The listing that follows must be given again in full and exactly.
___ Material shown ___
/// Numeric reply codes from RFC 2812, restricted to the ones the proxy
/// actually inspects or synthesizes.
pub type Reply = &'static str;

pub const RPL_WELCOME: Reply = "001"; // :Welcome message, ends with the client id
pub const RPL_YOURHOST: Reply = "002"; // :Your host is...
pub const RPL_CREATED: Reply = "003"; // :This server was created...
pub const RPL_MYINFO: Reply = "004"; // <servername> <version> <umodes> <chanmodes>

pub const RPL_TOPIC: Reply = "332"; // <channel> :<topic>
pub const RPL_NAMEREPLY: Reply = "353"; // <=/*/@> <channel> :1*(@/ /+nick)
pub const RPL_ENDOFNAMES: Reply = "366"; // <channel> :End of NAMES list

pub const RPL_MOTD: Reply = "372"; // :- <text>
pub const RPL_MOTDSTART: Reply = "375"; // :- <server> Message of the day -
pub const RPL_ENDOFMOTD: Reply = "376"; // :End of MOTD command

pub const ERR_NOMOTD: Reply = "422"; // :MOTD file is missing
pub const ERR_UNKNOWNCOMMAND: Reply = "421"; // <command> :Unknown command
pub const ERR_NONICKNAMEGIVEN: Reply = "431"; // :No nickname given
pub const ERR_ERRONEUSNICKNAME: Reply = "432"; // <nick> :Erroneous nickname
pub const ERR_NICKNAMEINUSE: Reply = "433"; // <nick> :Nickname is already in use
pub const ERR_NICKCOLLISION: Reply = "436"; // <nick> :Nickname collision
pub const ERR_NEEDMOREPARAMS: Reply = "461"; // <command> :Not enough parameters
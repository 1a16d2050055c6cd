/// Message validation — the checks every message gets before dispatch.
use super::message::{Message, MAX_PARAMS};
use super::replies;

/// Minimum parameter count for commands where the proxy relies on a
/// parameter being present. Unknown commands have no minimum.
fn min_params(command: &str) -> usize {
    match command {
        "PASS" => 1,
        "NICK" => 1,
        "USER" => 4,
        "PRIVMSG" => 2,
        "NOTICE" => 2,
        "JOIN" => 1,
        replies::RPL_WELCOME => 2,
        replies::RPL_YOURHOST => 2,
        replies::RPL_CREATED => 2,
        replies::RPL_MYINFO => 5,
        replies::RPL_TOPIC => 3,
        replies::RPL_NAMEREPLY => 4,
        replies::RPL_ENDOFNAMES => 2,
        _ => 0,
    }
}

/// Validate `msg`: a command must be present, the parameter count must not
/// exceed the RFC limit of 15, and commands with a known minimum must
/// carry at least that many parameters.
///
/// Returns `None` for a valid message, or a reply error suitable for
/// sending back to the offending peer.
pub fn validate(msg: &Message) -> Option<Message> {
    if msg.command.is_empty() {
        return Some(Message::new(
            replies::ERR_UNKNOWNCOMMAND,
            vec!["Unknown command".into()],
        ));
    }
    if msg.params.len() > MAX_PARAMS {
        // ERR_UNKNOWNCOMMAND is a poor fit, but the RFC offers nothing
        // better for an over-long parameter list.
        return Some(Message::new(
            replies::ERR_UNKNOWNCOMMAND,
            vec!["Too many parameters (max 15)".into()],
        ));
    }
    if msg.params.len() < min_params(&msg.command) {
        return Some(Message::new(
            replies::ERR_NEEDMOREPARAMS,
            vec!["Not enough parameters".into()],
        ));
    }
    None
}
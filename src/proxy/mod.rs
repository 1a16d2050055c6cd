/// The proxy daemon proper.
///
/// One event loop owns both endpoints and every piece of mutable state.
/// It relays traffic between a single IRC client and a single upstream
/// server, keeps the server session alive while the client is away, logs
/// what the client misses, and forges the server's welcome and join
/// sequences when the client comes back.
use tokio::sync::mpsc;
use tokio::time::{interval_at, Duration, Instant};
use tracing::{debug, error, info, warn};

pub mod connection;
pub mod session;

pub use connection::{BoxedTransport, Connector, SendError, TcpConnector, Transport};

use crate::irc::filters::RateLimit;
use crate::irc::message::Message;
use crate::irc::replies;
use crate::irc::validate::validate;
use crate::storage::Store;
use connection::Connection;

/// Keepalive period used when the configuration does not say otherwise.
pub const DEFAULT_PING_INTERVAL: Duration = Duration::from_secs(30);

/// Token the proxy pings its peers with.
const PING_TOKEN: &str = "irc-idler";

/// Everything a proxy needs to run.
pub struct Config {
    /// Quiet time after which a PING is sent; doubles as the PONG
    /// timeout after which the silent side is dropped.
    pub ping_interval: Duration,
    /// Backend for the per-channel message logs.
    pub store: Box<dyn Store>,
    /// Dialer for the upstream server.
    pub connector: Box<dyn Connector>,
    /// Incoming client connections, one transport per client.
    pub client_source: mpsc::Receiver<BoxedTransport>,
    /// Optional flood protection on the client-to-server flow.
    pub client_rate: Option<RateLimit>,
}

/// Asks a running proxy to shut down.
#[derive(Clone)]
pub struct StopHandle {
    tx: mpsc::Sender<()>,
}

impl StopHandle {
    /// Signal the proxy to drop both connections and return. Does not
    /// wait for the shutdown to complete.
    pub async fn stop(&self) {
        let _ = self.tx.send(()).await;
    }
}

/// Numeric replies recorded from the server's first welcome sequence.
///
/// Once the server believes we are logged in it will never repeat these,
/// so they are captured the first time through and replayed verbatim to
/// reconnecting clients.
#[derive(Debug, Default)]
struct WelcomeCache {
    /// Prefix the server stamps on its own messages.
    server_prefix: String,
    /// RPL_YOURHOST text.
    yourhost: String,
    /// RPL_CREATED text.
    created: String,
    /// RPL_MYINFO parameters after the nick.
    myinfo: Vec<String>,
    /// True once the full sequence has been seen.
    valid: bool,
}

/// What the select loop woke up for.
enum Event {
    Stop,
    NewClient(Option<BoxedTransport>),
    FromClient(Option<Message>),
    FromServer(Option<Message>),
    Tick,
}

/// The proxy daemon. Construct with [`Proxy::new`], then drive with
/// [`Proxy::run`].
pub struct Proxy {
    client_source: mpsc::Receiver<BoxedTransport>,
    connector: Box<dyn Connector>,
    logs: Box<dyn Store>,
    ping_interval: Duration,
    client_rate: Option<RateLimit>,

    client: Connection,
    server: Connection,
    welcome: WelcomeCache,

    stop_tx: mpsc::Sender<()>,
    stop_rx: mpsc::Receiver<()>,
}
___
» Solution:
/// Numeric reply codes from RFC 2812, restricted to the ones the proxy
/// actually inspects or synthesizes.
pub type Reply = &'static str;

pub const RPL_WELCOME: Reply = "001"; // :Welcome message, ends with the client id
pub const RPL_YOURHOST: Reply = "002"; // :Your host is...
pub const RPL_CREATED: Reply = "003"; // :This server was created...
pub const RPL_MYINFO: Reply = "004"; // <servername> <version> <umodes> <chanmodes>

pub const RPL_TOPIC: Reply = "332"; // <channel> :<topic>
pub const RPL_NAMEREPLY: Reply = "353"; // <=/*/@> <channel> :1*(@/ /+nick)
pub const RPL_ENDOFNAMES: Reply = "366"; // <channel> :End of NAMES list

pub const RPL_MOTD: Reply = "372"; // :- <text>
pub const RPL_MOTDSTART: Reply = "375"; // :- <server> Message of the day -
pub const RPL_ENDOFMOTD: Reply = "376"; // :End of MOTD command

pub const ERR_NOMOTD: Reply = "422"; // :MOTD file is missing
pub const ERR_UNKNOWNCOMMAND: Reply = "421"; // <command> :Unknown command
pub const ERR_NONICKNAMEGIVEN: Reply = "431"; // :No nickname given
pub const ERR_ERRONEUSNICKNAME: Reply = "432"; // <nick> :Erroneous nickname
pub const ERR_NICKNAMEINUSE: Reply = "433"; // <nick> :Nickname is already in use
pub const ERR_NICKCOLLISION: Reply = "436"; // <nick> :Nickname collision
pub const ERR_NEEDMOREPARAMS: Reply = "461"; // <command> :Not enough parameters
repository 1a16d2050055c6cd
/// Message validation — the checks every message gets before dispatch.
use super::message::{Message, MAX_PARAMS};
use super::replies;

/// Minimum parameter count for commands where the proxy relies on a
/// parameter being present. Unknown commands have no minimum.
fn min_params(command: &str) -> usize {
    match command {
        "PASS" => 1,
        "NICK" => 1,
        "USER" => 4,
        "PRIVMSG" => 2,
        "NOTICE" => 2,
        "JOIN" => 1,
        replies::RPL_WELCOME => 2,
        replies::RPL_YOURHOST => 2,
        replies::RPL_CREATED => 2,
        replies::RPL_MYINFO => 5,
        replies::RPL_TOPIC => 3,
        replies::RPL_NAMEREPLY => 4,
        replies::RPL_ENDOFNAMES => 2,
        _ => 0,
    }
}

/// Validate `msg`: a command must be present, the parameter count must not
/// exceed the RFC limit of 15, and commands with a known minimum must
/// carry at least that many parameters.
///
/// Returns `None` for a valid message, or a reply error suitable for
/// sending back to the offending peer.
pub fn validate(msg: &Message) -> Option<Message> {
    if msg.command.is_empty() {
        return Some(Message::new(
            replies::ERR_UNKNOWNCOMMAND,
            vec!["Unknown command".into()],
        ));
    }
    if msg.params.len() > MAX_PARAMS {
        // ERR_UNKNOWNCOMMAND is a poor fit, but the RFC offers nothing
        // better for an over-long parameter list.
        return Some(Message::new(
            replies::ERR_UNKNOWNCOMMAND,
            vec!["Too many parameters (max 15)".into()],
        ));
    }
    if msg.params.len() < min_params(&msg.command) {
        return Some(Message::new(
            replies::ERR_NEEDMOREPARAMS,
            vec!["Not enough parameters".into()],
        ));
    }
    None
}
filename src/proxy/mod.rs
repository 1a16d2050055c6cd
/// The proxy daemon proper.
///
/// One event loop owns both endpoints and every piece of mutable state.
/// It relays traffic between a single IRC client and a single upstream
/// server, keeps the server session alive while the client is away, logs
/// what the client misses, and forges the server's welcome and join
/// sequences when the client comes back.
use tokio::sync::mpsc;
use tokio::time::{interval_at, Duration, Instant};
use tracing::{debug, error, info, warn};

pub mod connection;
pub mod session;

pub use connection::{BoxedTransport, Connector, SendError, TcpConnector, Transport};

use crate::irc::filters::RateLimit;
use crate::irc::message::Message;
use crate::irc::replies;
use crate::irc::validate::validate;
use crate::storage::Store;
use connection::Connection;

/// Keepalive period used when the configuration does not say otherwise.
pub const DEFAULT_PING_INTERVAL: Duration = Duration::from_secs(30);

/// Token the proxy pings its peers with.
const PING_TOKEN: &str = "irc-idler";

/// Everything a proxy needs to run.
pub struct Config {
    /// Quiet time after which a PING is sent; doubles as the PONG
    /// timeout after which the silent side is dropped.
    pub ping_interval: Duration,
    /// Backend for the per-channel message logs.
    pub store: Box<dyn Store>,
    /// Dialer for the upstream server.
    pub connector: Box<dyn Connector>,
    /// Incoming client connections, one transport per client.
    pub client_source: mpsc::Receiver<BoxedTransport>,
    /// Optional flood protection on the client-to-server flow.
    pub client_rate: Option<RateLimit>,
}

/// Asks a running proxy to shut down.
#[derive(Clone)]
pub struct StopHandle {
    tx: mpsc::Sender<()>,
}

impl StopHandle {
    /// Signal the proxy to drop both connections and return. Does not
    /// wait for the shutdown to complete.
    pub async fn stop(&self) {
        let _ = self.tx.send(()).await;
    }
}

/// Numeric replies recorded from the server's first welcome sequence.
///
/// Once the server believes we are logged in it will never repeat these,
/// so they are captured the first time through and replayed verbatim to
/// reconnecting clients.
#[derive(Debug, Default)]
struct WelcomeCache {
    /// Prefix the server stamps on its own messages.
    server_prefix: String,
    /// RPL_YOURHOST text.
    yourhost: String,
    /// RPL_CREATED text.
    created: String,
    /// RPL_MYINFO parameters after the nick.
    myinfo: Vec<String>,
    /// True once the full sequence has been seen.
    valid: bool,
}

/// What the select loop woke up for.
enum Event {
    Stop,
    NewClient(Option<BoxedTransport>),
    FromClient(Option<Message>),
    FromServer(Option<Message>),
    Tick,
}

/// The proxy daemon. Construct with [`Proxy::new`], then drive with
/// [`Proxy::run`].
pub struct Proxy {
    client_source: mpsc::Receiver<BoxedTransport>,
    connector: Box<dyn Connector>,
    logs: Box<dyn Store>,
    ping_interval: Duration,
    client_rate: Option<RateLimit>,

    client: Connection,
    server: Connection,
    welcome: WelcomeCache,

    stop_tx: mpsc::Sender<()>,
    stop_rx: mpsc::Receiver<()>,
}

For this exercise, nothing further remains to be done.